The House of Commons Scottish Affairs Committee made the recommendations in a report on Scotland, trade and Brexit after taking evidence from a range of sources including business, trade experts and academics.
In the report the committee said no new barriers to trade should be created between Scotland and the rest of the UK, and that the government should ensure that sectors of importance to the Scottish economy such as food, drink and fisheries were not traded away to secure preferential agreements for other industries.
The MPs said the UK government should bring forward legislation to establish a domestic scheme for geographical indications (GI), which protect products linked to a particular geographical origination such as Scotch whisky. The UK government has said it will establish its own schemes to mirror current EU GI schemes, but no legislation has yet been introduced.
The committee stressed that such a scheme needed to have mutual recognition in foreign markets to work.
There needed to be support for Scottish industries who rely on trade agreements which will not be rolled over or replaced by 29 March, the committee said.
Public affairs expert Andrew Henderson of Pinsent Masons, the law firm behind Out-Law.com, said: “While uncertainty abounds over how the Brexit drama will play-out at Westminster over the coming days and weeks, the committee’s report looks to a point when negotiations progress beyond agreeing an exit deal, and move on to future trade relations."
“While trade policy is not presently a devolved matter, the report calls for an enhanced role for the devolved nations in negotiating future trade deals, and for measures to enhance the protection and promotion of nation and region-specific industries," he said.
The report recommends that the UK government commits to including representatives from the devolved administrations in the negotiating team for future trade agreements, with the understanding that devolved ministers will not deviate from the UK government negotiating position.

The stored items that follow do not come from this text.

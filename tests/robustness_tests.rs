use assert_cmd::cargo_bin;
use assert_cmd::prelude::*;
use predicates::prelude::*;
use std::io::Write;
use std::process::Command;
use tempfile::NamedTempFile;

mod common;

#[test]
fn test_malformed_command_rows() {
    let catalog = common::catalog_file(&[("p-1", "2.5", 10)]).unwrap();

    let mut script = NamedTempFile::new().unwrap();
    writeln!(script, "{}", common::COMMAND_HEADER.join(",")).unwrap();
    // Valid order
    writeln!(script, "create_order,o-1,u-1,p-1,,2,,,,,,").unwrap();
    // Unknown command type
    writeln!(script, "ship_it,o-1,,,,,,,,,,").unwrap();
    // Quantity is not a number
    writeln!(script, "create_order,o-2,u-1,p-1,,lots,,,,,,").unwrap();
    // Missing the product cell
    writeln!(script, "create_order,o-3,u-1,,,1,,,,,,").unwrap();
    // Valid order again
    writeln!(script, "create_order,o-4,u-1,p-1,,4,,,,,,").unwrap();

    let mut cmd = Command::new(cargo_bin!("orderflow"));
    cmd.arg(script.path()).arg("--catalog").arg(catalog.path());

    cmd.assert()
        .success()
        .stderr(predicate::str::contains("failed to read command"))
        .stdout(predicate::str::contains("o-1,u-1,p-1,2,5,pending,"))
        .stdout(predicate::str::contains("o-4,u-1,p-1,4,10,pending,"))
        .stdout(predicate::str::contains("o-2").not())
        .stdout(predicate::str::contains("o-3").not());
}

#[test]
fn test_malformed_catalog_rows() {
    let mut catalog = NamedTempFile::new().unwrap();
    writeln!(catalog, "id,name,description,price,stock").unwrap();
    writeln!(catalog, "p-1,Mug,,cheap,5").unwrap();
    writeln!(catalog, "p-2,Pen,,1.0,5").unwrap();

    let script = common::commands_file(&[
        common::create_order("o-1", "u-1", "p-1", "1"),
        common::create_order("o-2", "u-1", "p-2", "1"),
    ])
    .unwrap();

    let mut cmd = Command::new(cargo_bin!("orderflow"));
    cmd.arg(script.path()).arg("--catalog").arg(catalog.path());

    cmd.assert()
        .success()
        .stderr(predicate::str::contains("failed to read product"))
        .stderr(predicate::str::contains("product p-1 not found"))
        .stdout(predicate::str::contains("o-2,u-1,p-2,1,1,pending,"));
}

#[test]
fn test_missing_input_file_fails() {
    let mut cmd = Command::new(cargo_bin!("orderflow"));
    cmd.arg("does/not/exist.csv");

    cmd.assert().failure();
}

MPs also said the UK should explore the option of establishing an international trade sub-committee at the Joint Ministerial Council, which brings together ministers from the UK and overseas territories, to ensure devolved administrations have a role in setting UK trade mandates/
Equivalence with the EU was also given prominence in the report. The committee said the government needed to provide a rationale and carry out consultation with business before any decisions to diverge from EU standards were made, and provide certainty to the services sector by establishing a clear and stable equivalence system with the EU.
Trade promotion activities should complement rather than duplicate each other, the MPs added, saying the UK and Scottish governments should work together in this area.
Scottish Affairs Committee chair Pete Wishart MP said: “The government should start building a UK wide trade strategy predicated on transparency and support for the devolved administrations by setting out how it will support Scottish industries that rely on free trade agreements that are still yet to be rolled over. The government cannot leave Scottish businesses in the dark.”